Guiné 63/74 - DCV: A última noite em Canjadude (CCAÇ 5) (João Carvalho)

Guiné > Região do Gabu > Canjadude > CCAÇ 5 > 1974 > A azáfama dos últimos dias ...© João Carvalho (2006)

Guiné > Bissau > 1974 > A peluda à vista para os tugas da CCAÇ 5... © João Carvalho (2006)

Olá, Luís:

A fotos que se publicam,em anexo, mostram: a primeira, os preparativos para a saída definitiva das NT de Canjadude, após a independência; a segunda, a chegada a Bissau, ao QG, para em seguida apanharmos o avião de volta à Metropole.

Relacionado com a retirada das NT de Canjadude, vou contar-te mais um dos episódios por que passei nesses lugares longínquos, mas que não nos saiem da memória.



A última noite em Canjadude


Finalmente chegou o dia! Pegar nos trapos e deixar Canjadude para regressar à metrópole. Peluda!!! Aquele regresso tão ansiosamente esperado!!!

Carregam-se as Berliet Tramagal e os Mercedes Unimog, com tudo o que era possível lá encaixar: caixotes com armamento, malas, etc, etc. A azáfama é grande, pois a quantidade de tralha para trazer é enorme e o dia é curto.

Com o aproximar do fim do dia, constatando-se que era quase impossível carregar tudo, foi decidido que partiria nesse dia uma coluna em direcção a Nova Lamego e que no dia seguinte algumas viaturas voltariam a Canjadude para transportar o resto, assim como um mini grupo das NT que ainda ficavam uma noite a tomar conta do resto dos pertences. Fui incluído nos que ficavam.

Depois de assistir à partida da coluna, dirigi-me para o abrigo, para me deitar um bocado, pois carregar viaturas deixa-nos um pouco cansados.

Como o abrigo já tinha diversas camas sem ocupação, pois os camaradas já tinham partido, as camas vagas foram ocupadas pelas tropas do PAIGC (ex-IN).

Nessa altura começaram os problemas. Um dos nossos camaradas furriéis do mini grupo (não me lembro qual) quis tirar o seu armário (caixote), para ir dar a um dos nossos soldados africanos que vivia na tabanca e a quem já o tinha prometido há muito.

Um dos soldados do PAIGC começou a refilar, porque aquilo agora era deles e que dalí não saia nada. A situação começou a ficar um bocado esquisita, se assim se pode dizer. Os ex-IN, deitados, com garrafas de cerveja (manga delas) e Kalashnikov na mão, não davam bom agouro àquela noite.
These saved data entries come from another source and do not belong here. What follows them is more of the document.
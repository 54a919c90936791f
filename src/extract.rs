//! Spreadsheet readers: turn CSV and XLSX bytes into a [`RawTable`].
//!
//! Readers only recover structure (header row + string cells). Column
//! resolution and numeric coercion happen in the core crate, so a reader
//! fails only when the file itself cannot be parsed.

use std::io::Read;
use std::path::Path;

use keyword_pulse_core::table::RawTable;

/// Maximum cells to read from a worksheet; larger sheets are rejected.
const XLSX_MAX_CELLS_PER_SHEET: usize = 2_000_000;
/// Maximum decompressed bytes to read from a single ZIP entry (zip-bomb protection).
const MAX_XML_ENTRY_BYTES: u64 = 200 * 1024 * 1024;
/// Columns beyond this are ignored; keyword exports have a handful.
const XLSX_MAX_COLUMNS: usize = 256;

/// Spreadsheet formats recognized by file extension.
#[derive(Debug, Clone, Copy, PartialEq, Eq)]
pub enum SheetFormat {
    Csv,
    Xlsx,
}

impl SheetFormat {
    pub fn from_path(path: &Path) -> Result<Self, ExtractError> {
        let ext = path
            .extension()
            .map(|e| e.to_string_lossy().to_lowercase())
            .unwrap_or_default();
        match ext.as_str() {
            "csv" | "tsv" | "txt" => Ok(SheetFormat::Csv),
            "xlsx" | "xlsm" => Ok(SheetFormat::Xlsx),
            "xls" => Err(ExtractError::Unsupported(
                "legacy .xls workbooks are not supported; re-save as .xlsx or .csv".to_string(),
            )),
            other => Err(ExtractError::Unsupported(format!(
                "unrecognized file extension '{}'",
                other
            ))),
        }
    }
}

#[derive(Debug, thiserror::Error)]
pub enum ExtractError {
    #[error("unsupported format: {0}")]
    Unsupported(String),
    #[error("CSV parse failed: {0}")]
    Csv(#[from] csv::Error),
    #[error("XLSX parse failed: {0}")]
    Xlsx(String),
    #[error("no header row found")]
    Empty,
}

impl From<zip::result::ZipError> for ExtractError {
    fn from(e: zip::result::ZipError) -> Self {
        ExtractError::Xlsx(e.to_string())
    }
}

impl From<quick_xml::Error> for ExtractError {
    fn from(e: quick_xml::Error) -> Self {
        ExtractError::Xlsx(e.to_string())
    }
}

pub fn read_table(bytes: &[u8], format: SheetFormat) -> Result<RawTable, ExtractError> {
    match format {
        SheetFormat::Csv => read_csv(bytes),
        SheetFormat::Xlsx => read_xlsx(bytes),
    }
}

/// Read a delimited text table. Tab-separated input is detected from the
/// header line; everything else is comma-separated.
pub fn read_csv(bytes: &[u8]) -> Result<RawTable, ExtractError> {
    let bytes = bytes.strip_prefix(b"\xEF\xBB\xBF").unwrap_or(bytes);
    let first_line = bytes.split(|b| *b == b'\n').next().unwrap_or_default();
    let delimiter = if first_line.contains(&b'\t') && !first_line.contains(&b',') {
        b'\t'
    } else {
        b','
    };

    let mut reader = csv::ReaderBuilder::new()
        .has_headers(true)
        .flexible(true)
        .delimiter(delimiter)
        .from_reader(bytes);

    let headers: Vec<String> = reader
        .byte_headers()?
        .iter()
        .map(|h| String::from_utf8_lossy(h).into_owned())
        .collect();
    if headers.iter().all(|h| h.trim().is_empty()) {
        return Err(ExtractError::Empty);
    }

    let mut rows = Vec::new();
    for record in reader.byte_records() {
        let record = record?;
        rows.push(
            record
                .iter()
                .map(|c| String::from_utf8_lossy(c).into_owned())
                .collect(),
        );
    }
    Ok(RawTable::new(headers, rows))
}

/// Read the first worksheet of an XLSX workbook. The first row with any
/// non-empty cell is the header.
pub fn read_xlsx(bytes: &[u8]) -> Result<RawTable, ExtractError> {
    let mut archive = zip::ZipArchive::new(std::io::Cursor::new(bytes))?;
    let shared_strings = read_shared_strings(&mut archive)?;
    let sheet_name = first_worksheet_name(&archive)
        .ok_or_else(|| ExtractError::Xlsx("workbook has no worksheets".to_string()))?;
    let sheet_xml = read_zip_entry_bounded(&mut archive, &sheet_name, MAX_XML_ENTRY_BYTES)?;

    let mut grid = read_sheet_rows(&sheet_xml, &shared_strings, XLSX_MAX_CELLS_PER_SHEET)?.into_iter();
    let headers = grid
        .by_ref()
        .find(|row| row.iter().any(|c| !c.trim().is_empty()))
        .ok_or(ExtractError::Empty)?;
    Ok(RawTable::new(headers, grid.collect()))
}

fn read_zip_entry_bounded(
    archive: &mut zip::ZipArchive<std::io::Cursor<&[u8]>>,
    name: &str,
    max_bytes: u64,
) -> Result<Vec<u8>, ExtractError> {
    let entry = archive.by_name(name)?;
    let mut out = Vec::new();
    entry
        .take(max_bytes)
        .read_to_end(&mut out)
        .map_err(|e| ExtractError::Xlsx(e.to_string()))?;
    if out.len() as u64 >= max_bytes {
        return Err(ExtractError::Xlsx(format!(
            "ZIP entry {} exceeds size limit ({} bytes)",
            name, max_bytes
        )));
    }
    Ok(out)
}

/// Shared string table; a workbook with only numbers or inline strings
/// may legitimately omit it.
fn read_shared_strings(
    archive: &mut zip::ZipArchive<std::io::Cursor<&[u8]>>,
) -> Result<Vec<String>, ExtractError> {
    const SHARED_STRINGS: &str = "xl/sharedStrings.xml";
    if !archive.file_names().any(|n| n == SHARED_STRINGS) {
        return Ok(Vec::new());
    }
    let xml = read_zip_entry_bounded(archive, SHARED_STRINGS, MAX_XML_ENTRY_BYTES)?;

    let mut strings = Vec::new();
    let mut reader = quick_xml::Reader::from_reader(xml.as_slice());
    let mut buf = Vec::new();
    let mut current: Option<String> = None;
    let mut in_t = false;
    loop {
        match reader.read_event_into(&mut buf)? {
            quick_xml::events::Event::Start(e) => match e.local_name().as_ref() {
                b"si" => current = Some(String::new()),
                b"t" => in_t = current.is_some(),
                _ => {}
            },
            quick_xml::events::Event::Empty(e) if e.local_name().as_ref() == b"si" => {
                strings.push(String::new());
            }
            quick_xml::events::Event::Text(te) if in_t => {
                if let Some(s) = current.as_mut() {
                    s.push_str(&te.unescape()?);
                }
            }
            quick_xml::events::Event::End(e) => match e.local_name().as_ref() {
                b"t" => in_t = false,
                b"si" => strings.extend(current.take()),
                _ => {}
            },
            quick_xml::events::Event::Eof => break,
            _ => {}
        }
        buf.clear();
    }
    Ok(strings)
}

fn first_worksheet_name(archive: &zip::ZipArchive<std::io::Cursor<&[u8]>>) -> Option<String> {
    archive
        .file_names()
        .filter(|n| n.starts_with("xl/worksheets/sheet") && n.ends_with(".xml"))
        .min_by_key(|name| {
            name.trim_start_matches("xl/worksheets/sheet")
                .trim_end_matches(".xml")
                .parse::<u32>()
                .unwrap_or(u32::MAX)
        })
        .map(str::to_string)
}

/// Cell type attribute (`t="..."`) values that matter for decoding.
#[derive(Clone, Copy, PartialEq)]
enum CellKind {
    Shared,
    Inline,
    Plain,
}

fn read_sheet_rows(
    xml: &[u8],
    shared_strings: &[String],
    max_cells: usize,
) -> Result<Vec<Vec<String>>, ExtractError> {
    let mut rows: Vec<Vec<String>> = Vec::new();
    let mut reader = quick_xml::Reader::from_reader(xml);
    let mut buf = Vec::new();

    let mut row: Vec<String> = Vec::new();
    let mut column = 0usize;
    let mut kind = CellKind::Plain;
    let mut value = String::new();
    let mut in_value = false;
    let mut cell_count = 0usize;

    loop {
        match reader.read_event_into(&mut buf)? {
            quick_xml::events::Event::Start(e) => match e.local_name().as_ref() {
                b"row" => {
                    row = Vec::new();
                }
                b"c" => {
                    column = row.len();
                    kind = CellKind::Plain;
                    value.clear();
                    for attr in e.attributes().flatten() {
                        match attr.key.as_ref() {
                            b"r" => {
                                if let Some(idx) = column_index(&attr.value) {
                                    column = idx;
                                }
                            }
                            b"t" => {
                                kind = match attr.value.as_ref() {
                                    b"s" => CellKind::Shared,
                                    b"inlineStr" => CellKind::Inline,
                                    _ => CellKind::Plain,
                                };
                            }
                            _ => {}
                        }
                    }
                }
                b"v" => in_value = true,
                b"t" if kind == CellKind::Inline => in_value = true,
                _ => {}
            },
            quick_xml::events::Event::Text(te) if in_value => {
                value.push_str(&te.unescape()?);
            }
            quick_xml::events::Event::End(e) => match e.local_name().as_ref() {
                b"v" | b"t" => in_value = false,
                b"c" => {
                    let text = match kind {
                        CellKind::Shared => value
                            .trim()
                            .parse::<usize>()
                            .ok()
                            .and_then(|i| shared_strings.get(i).cloned())
                            .unwrap_or_default(),
                        CellKind::Inline | CellKind::Plain => std::mem::take(&mut value),
                    };
                    if column < XLSX_MAX_COLUMNS {
                        if row.len() <= column {
                            row.resize(column + 1, String::new());
                        }
                        row[column] = text;
                    }
                    value.clear();
                    cell_count += 1;
                    if cell_count > max_cells {
                        return Err(ExtractError::Xlsx(format!(
                            "worksheet exceeds cell limit ({} cells)",
                            max_cells
                        )));
                    }
                }
                b"row" => rows.push(std::mem::take(&mut row)),
                _ => {}
            },
            quick_xml::events::Event::Eof => break,
            _ => {}
        }
        buf.clear();
    }
    Ok(rows)
}

/// Zero-based column index from a cell reference such as `"B7"` or `"AA12"`.
/// References with more than three letters (past `XFD`) are rejected.
fn column_index(reference: &[u8]) -> Option<usize> {
    let letters: Vec<u8> = reference
        .iter()
        .take_while(|b| b.is_ascii_alphabetic())
        .map(|b| b.to_ascii_uppercase())
        .collect();
    if letters.is_empty() || letters.len() > 3 {
        return None;
    }
    let n = letters
        .iter()
        .fold(0usize, |acc, b| acc * 26 + (b - b'A' + 1) as usize);
    Some(n - 1)
}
Saímos do abrigo e fizemos uma mini-reunião. A partida era complicada. Ainda havia bastante tralha para carregar e a única viatura existente era uma Berliet que tinha um buraco enorme no radiador.

A probabilidade de chegar a Nova Lamego durante a noite e com uma viatura naquele estado, era bastante remota. A alternativa era ficar e esperar que nada de grave acontecesse.

Foi decidido partir. Mesmo com a grande probabilidade de passar a noite no meio da picada, era mais seguro do que ficar.

Carregámos a Berliet de tal forma que, lá em cima da tralha, quase era necessário fazer equilibrio para não vir parar ao meio do chão. O nosso camarada mecânico resolveu improvisar (como bom português) e deitou no radiador água e cimento (sim, cimento em pó!).

Finalmente partimos. Pelo caminho, andando muito devagar devido à carga instável, fomos sempre deitando água (a pouca que conseguimos transportar) no radiador da bendita Berliet.

Já perto do final da picada, relativamente próximo da estrada alcatroada, fomos encontrar, para nosso espanto, parte das viaturas que tinham saído, ainda durante o dia, de Canjadude (Avarias também acontecem às máquinas que parecem estar em bom estado).

O mini grupo chegou ainda nessa noite a Nova Lamego, enquanto as viaturas que avariaram na picada, tiveram de esperar pelo dia seguinte para serem rebocadas.

Estas nossas estadias por aquela maravilhosa África foram cheias de pequenos episódios bons e maus, mas que nos marcaram, não há dúvida nenhuma.